== Task details ==
Search the entries for the word "TableData". Copy every line that holds it.
[Provided data Boundary: Start]
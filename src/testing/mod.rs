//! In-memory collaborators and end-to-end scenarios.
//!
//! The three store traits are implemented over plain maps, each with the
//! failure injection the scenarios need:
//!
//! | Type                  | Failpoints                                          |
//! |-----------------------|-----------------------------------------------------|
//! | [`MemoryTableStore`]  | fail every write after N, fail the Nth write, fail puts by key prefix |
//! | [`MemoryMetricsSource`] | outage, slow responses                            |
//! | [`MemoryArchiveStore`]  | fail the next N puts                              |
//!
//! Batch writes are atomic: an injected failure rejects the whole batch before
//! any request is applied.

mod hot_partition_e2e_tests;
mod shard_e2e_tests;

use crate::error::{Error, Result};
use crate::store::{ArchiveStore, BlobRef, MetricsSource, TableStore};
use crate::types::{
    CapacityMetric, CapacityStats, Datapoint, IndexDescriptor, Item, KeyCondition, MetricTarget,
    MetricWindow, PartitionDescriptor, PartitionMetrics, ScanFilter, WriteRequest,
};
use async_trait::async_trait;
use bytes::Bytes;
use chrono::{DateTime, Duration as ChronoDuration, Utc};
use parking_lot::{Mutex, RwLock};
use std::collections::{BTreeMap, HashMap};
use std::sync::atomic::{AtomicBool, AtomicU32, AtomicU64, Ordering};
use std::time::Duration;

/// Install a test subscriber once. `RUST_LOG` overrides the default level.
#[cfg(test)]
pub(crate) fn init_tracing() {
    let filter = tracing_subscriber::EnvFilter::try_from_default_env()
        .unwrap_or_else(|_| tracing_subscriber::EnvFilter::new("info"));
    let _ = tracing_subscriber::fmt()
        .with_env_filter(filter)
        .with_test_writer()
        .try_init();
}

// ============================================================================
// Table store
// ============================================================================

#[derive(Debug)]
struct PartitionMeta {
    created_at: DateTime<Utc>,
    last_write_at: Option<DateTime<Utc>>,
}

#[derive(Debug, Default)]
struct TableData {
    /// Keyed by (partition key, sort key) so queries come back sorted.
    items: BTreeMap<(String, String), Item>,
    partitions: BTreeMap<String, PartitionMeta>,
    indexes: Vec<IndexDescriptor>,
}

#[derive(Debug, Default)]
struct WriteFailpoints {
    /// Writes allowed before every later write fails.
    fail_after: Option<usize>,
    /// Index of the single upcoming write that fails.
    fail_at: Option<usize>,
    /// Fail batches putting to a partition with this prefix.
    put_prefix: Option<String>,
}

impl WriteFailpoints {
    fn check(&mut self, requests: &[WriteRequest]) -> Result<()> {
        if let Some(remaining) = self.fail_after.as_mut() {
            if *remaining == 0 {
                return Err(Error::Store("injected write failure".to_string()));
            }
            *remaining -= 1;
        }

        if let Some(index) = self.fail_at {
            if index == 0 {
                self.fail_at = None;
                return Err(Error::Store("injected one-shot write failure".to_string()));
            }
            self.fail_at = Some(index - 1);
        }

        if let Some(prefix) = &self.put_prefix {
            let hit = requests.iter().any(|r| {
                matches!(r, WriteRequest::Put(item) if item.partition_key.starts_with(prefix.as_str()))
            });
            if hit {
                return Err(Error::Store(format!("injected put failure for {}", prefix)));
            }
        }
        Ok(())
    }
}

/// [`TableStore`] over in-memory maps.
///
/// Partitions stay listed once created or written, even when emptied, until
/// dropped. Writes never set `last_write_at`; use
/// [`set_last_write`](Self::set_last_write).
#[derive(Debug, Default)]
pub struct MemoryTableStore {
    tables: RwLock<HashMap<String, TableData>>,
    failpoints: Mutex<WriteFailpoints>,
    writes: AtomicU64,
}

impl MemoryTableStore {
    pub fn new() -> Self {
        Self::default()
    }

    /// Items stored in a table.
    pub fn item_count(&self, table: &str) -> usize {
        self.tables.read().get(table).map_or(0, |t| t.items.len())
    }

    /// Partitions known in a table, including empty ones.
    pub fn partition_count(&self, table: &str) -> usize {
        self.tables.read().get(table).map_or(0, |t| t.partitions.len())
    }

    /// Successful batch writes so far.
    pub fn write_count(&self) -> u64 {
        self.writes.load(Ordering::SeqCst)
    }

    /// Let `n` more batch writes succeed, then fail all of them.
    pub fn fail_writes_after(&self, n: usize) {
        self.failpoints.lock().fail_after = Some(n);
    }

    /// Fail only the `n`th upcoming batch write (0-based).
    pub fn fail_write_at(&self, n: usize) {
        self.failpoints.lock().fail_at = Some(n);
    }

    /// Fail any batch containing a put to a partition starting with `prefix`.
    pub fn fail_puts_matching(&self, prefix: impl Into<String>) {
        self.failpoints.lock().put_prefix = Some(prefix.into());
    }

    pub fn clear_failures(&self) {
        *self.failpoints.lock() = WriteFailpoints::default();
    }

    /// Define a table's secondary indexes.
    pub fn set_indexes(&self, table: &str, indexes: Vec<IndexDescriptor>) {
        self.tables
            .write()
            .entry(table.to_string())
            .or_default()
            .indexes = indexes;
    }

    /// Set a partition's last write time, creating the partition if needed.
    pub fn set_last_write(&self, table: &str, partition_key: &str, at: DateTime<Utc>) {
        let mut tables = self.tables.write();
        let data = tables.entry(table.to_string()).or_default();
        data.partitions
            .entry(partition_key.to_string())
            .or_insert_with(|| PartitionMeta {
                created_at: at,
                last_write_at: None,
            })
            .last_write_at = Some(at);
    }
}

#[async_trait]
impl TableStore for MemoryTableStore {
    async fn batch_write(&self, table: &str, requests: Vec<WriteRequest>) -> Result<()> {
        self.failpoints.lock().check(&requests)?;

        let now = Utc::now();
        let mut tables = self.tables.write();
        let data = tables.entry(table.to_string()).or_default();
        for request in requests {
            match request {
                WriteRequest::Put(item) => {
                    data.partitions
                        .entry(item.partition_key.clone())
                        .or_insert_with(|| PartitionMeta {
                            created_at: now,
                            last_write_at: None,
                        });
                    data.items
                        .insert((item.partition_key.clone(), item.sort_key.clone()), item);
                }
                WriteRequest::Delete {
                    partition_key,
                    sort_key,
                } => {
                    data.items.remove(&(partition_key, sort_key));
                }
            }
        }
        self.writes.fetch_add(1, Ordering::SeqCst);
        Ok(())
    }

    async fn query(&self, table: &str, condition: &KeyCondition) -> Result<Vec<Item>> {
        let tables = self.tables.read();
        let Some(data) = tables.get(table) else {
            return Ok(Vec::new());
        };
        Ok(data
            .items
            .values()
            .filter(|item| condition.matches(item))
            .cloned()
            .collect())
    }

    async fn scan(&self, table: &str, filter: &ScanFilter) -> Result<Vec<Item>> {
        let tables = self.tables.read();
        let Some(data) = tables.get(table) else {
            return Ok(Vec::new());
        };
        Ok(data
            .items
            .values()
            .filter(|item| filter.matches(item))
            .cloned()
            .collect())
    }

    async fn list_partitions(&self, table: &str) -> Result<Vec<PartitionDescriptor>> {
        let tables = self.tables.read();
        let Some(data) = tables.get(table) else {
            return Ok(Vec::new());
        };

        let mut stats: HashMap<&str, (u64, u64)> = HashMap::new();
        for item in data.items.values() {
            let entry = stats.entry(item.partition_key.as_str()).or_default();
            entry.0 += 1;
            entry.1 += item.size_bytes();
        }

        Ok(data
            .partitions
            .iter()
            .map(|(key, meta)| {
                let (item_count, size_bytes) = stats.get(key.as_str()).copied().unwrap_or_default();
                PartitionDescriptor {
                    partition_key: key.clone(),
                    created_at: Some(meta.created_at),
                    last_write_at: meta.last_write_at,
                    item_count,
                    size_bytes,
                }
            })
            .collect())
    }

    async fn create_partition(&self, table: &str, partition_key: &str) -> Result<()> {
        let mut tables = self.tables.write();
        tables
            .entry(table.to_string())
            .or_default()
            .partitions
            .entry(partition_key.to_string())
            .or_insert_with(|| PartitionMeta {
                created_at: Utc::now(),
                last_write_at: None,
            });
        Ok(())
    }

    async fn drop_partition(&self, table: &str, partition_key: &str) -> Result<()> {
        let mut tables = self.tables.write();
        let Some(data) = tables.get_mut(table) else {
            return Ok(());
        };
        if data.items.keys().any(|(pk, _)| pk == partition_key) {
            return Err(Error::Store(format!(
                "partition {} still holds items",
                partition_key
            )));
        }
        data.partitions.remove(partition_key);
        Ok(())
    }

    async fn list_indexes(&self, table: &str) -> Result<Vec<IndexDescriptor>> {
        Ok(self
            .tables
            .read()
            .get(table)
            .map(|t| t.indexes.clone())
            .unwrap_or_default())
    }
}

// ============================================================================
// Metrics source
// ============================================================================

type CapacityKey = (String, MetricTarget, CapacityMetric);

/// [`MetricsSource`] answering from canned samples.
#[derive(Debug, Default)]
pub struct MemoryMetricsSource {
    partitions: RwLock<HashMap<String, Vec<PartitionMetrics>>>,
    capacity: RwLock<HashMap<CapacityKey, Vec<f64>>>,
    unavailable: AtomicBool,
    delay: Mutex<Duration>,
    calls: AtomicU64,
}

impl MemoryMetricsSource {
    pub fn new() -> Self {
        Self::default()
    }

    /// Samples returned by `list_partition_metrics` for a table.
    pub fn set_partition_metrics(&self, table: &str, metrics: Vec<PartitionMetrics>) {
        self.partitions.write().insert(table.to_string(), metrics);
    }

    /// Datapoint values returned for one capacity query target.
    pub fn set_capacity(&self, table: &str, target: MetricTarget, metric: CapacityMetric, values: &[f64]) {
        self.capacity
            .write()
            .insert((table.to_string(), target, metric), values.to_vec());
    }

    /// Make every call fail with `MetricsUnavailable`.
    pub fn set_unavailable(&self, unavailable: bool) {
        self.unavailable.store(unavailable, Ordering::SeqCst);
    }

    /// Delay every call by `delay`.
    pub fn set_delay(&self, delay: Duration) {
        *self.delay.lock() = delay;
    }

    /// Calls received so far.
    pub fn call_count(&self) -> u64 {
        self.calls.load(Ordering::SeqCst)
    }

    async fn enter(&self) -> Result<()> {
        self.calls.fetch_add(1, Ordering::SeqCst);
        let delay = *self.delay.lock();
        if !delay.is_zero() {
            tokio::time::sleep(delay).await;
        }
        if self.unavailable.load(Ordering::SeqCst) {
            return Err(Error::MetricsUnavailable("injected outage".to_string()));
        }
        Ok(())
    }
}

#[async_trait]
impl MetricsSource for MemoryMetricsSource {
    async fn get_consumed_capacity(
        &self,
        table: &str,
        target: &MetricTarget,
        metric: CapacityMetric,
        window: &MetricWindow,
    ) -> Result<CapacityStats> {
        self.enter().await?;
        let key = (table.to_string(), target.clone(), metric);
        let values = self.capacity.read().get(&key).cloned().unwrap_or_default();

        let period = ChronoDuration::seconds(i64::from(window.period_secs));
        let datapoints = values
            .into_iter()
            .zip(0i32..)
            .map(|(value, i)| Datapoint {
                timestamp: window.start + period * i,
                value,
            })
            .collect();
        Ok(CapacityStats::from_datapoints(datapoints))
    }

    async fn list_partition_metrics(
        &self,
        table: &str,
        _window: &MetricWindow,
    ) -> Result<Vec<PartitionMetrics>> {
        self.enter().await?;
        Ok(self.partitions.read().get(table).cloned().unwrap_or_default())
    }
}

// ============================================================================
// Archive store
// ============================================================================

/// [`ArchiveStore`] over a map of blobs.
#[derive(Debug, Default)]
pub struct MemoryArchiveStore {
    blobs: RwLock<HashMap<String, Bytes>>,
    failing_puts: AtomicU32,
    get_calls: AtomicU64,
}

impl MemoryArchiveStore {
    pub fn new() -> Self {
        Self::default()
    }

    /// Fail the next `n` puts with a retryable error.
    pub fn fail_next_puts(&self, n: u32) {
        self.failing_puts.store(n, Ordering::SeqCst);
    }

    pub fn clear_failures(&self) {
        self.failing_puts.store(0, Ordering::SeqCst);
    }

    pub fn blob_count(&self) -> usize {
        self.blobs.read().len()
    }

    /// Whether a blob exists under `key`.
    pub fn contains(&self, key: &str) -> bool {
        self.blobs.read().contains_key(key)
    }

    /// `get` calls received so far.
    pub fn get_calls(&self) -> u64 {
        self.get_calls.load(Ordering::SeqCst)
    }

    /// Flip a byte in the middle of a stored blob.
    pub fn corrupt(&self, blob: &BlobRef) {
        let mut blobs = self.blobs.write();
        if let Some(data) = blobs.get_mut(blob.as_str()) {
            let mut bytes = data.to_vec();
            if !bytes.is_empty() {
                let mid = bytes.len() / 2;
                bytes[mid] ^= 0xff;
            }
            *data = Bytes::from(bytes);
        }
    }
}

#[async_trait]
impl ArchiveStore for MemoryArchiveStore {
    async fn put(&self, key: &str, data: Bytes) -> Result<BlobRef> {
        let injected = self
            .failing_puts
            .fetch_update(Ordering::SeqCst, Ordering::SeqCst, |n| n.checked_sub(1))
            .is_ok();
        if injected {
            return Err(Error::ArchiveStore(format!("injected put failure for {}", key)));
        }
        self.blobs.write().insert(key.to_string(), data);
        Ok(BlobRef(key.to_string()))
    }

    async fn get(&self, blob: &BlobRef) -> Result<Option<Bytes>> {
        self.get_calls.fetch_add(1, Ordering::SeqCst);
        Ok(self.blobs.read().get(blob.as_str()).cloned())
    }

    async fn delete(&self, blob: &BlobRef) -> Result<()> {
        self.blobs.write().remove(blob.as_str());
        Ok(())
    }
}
[Provided data Boundary: End]
== Task output ==
struct TableData {
    tables: RwLock<HashMap<String, TableData>>,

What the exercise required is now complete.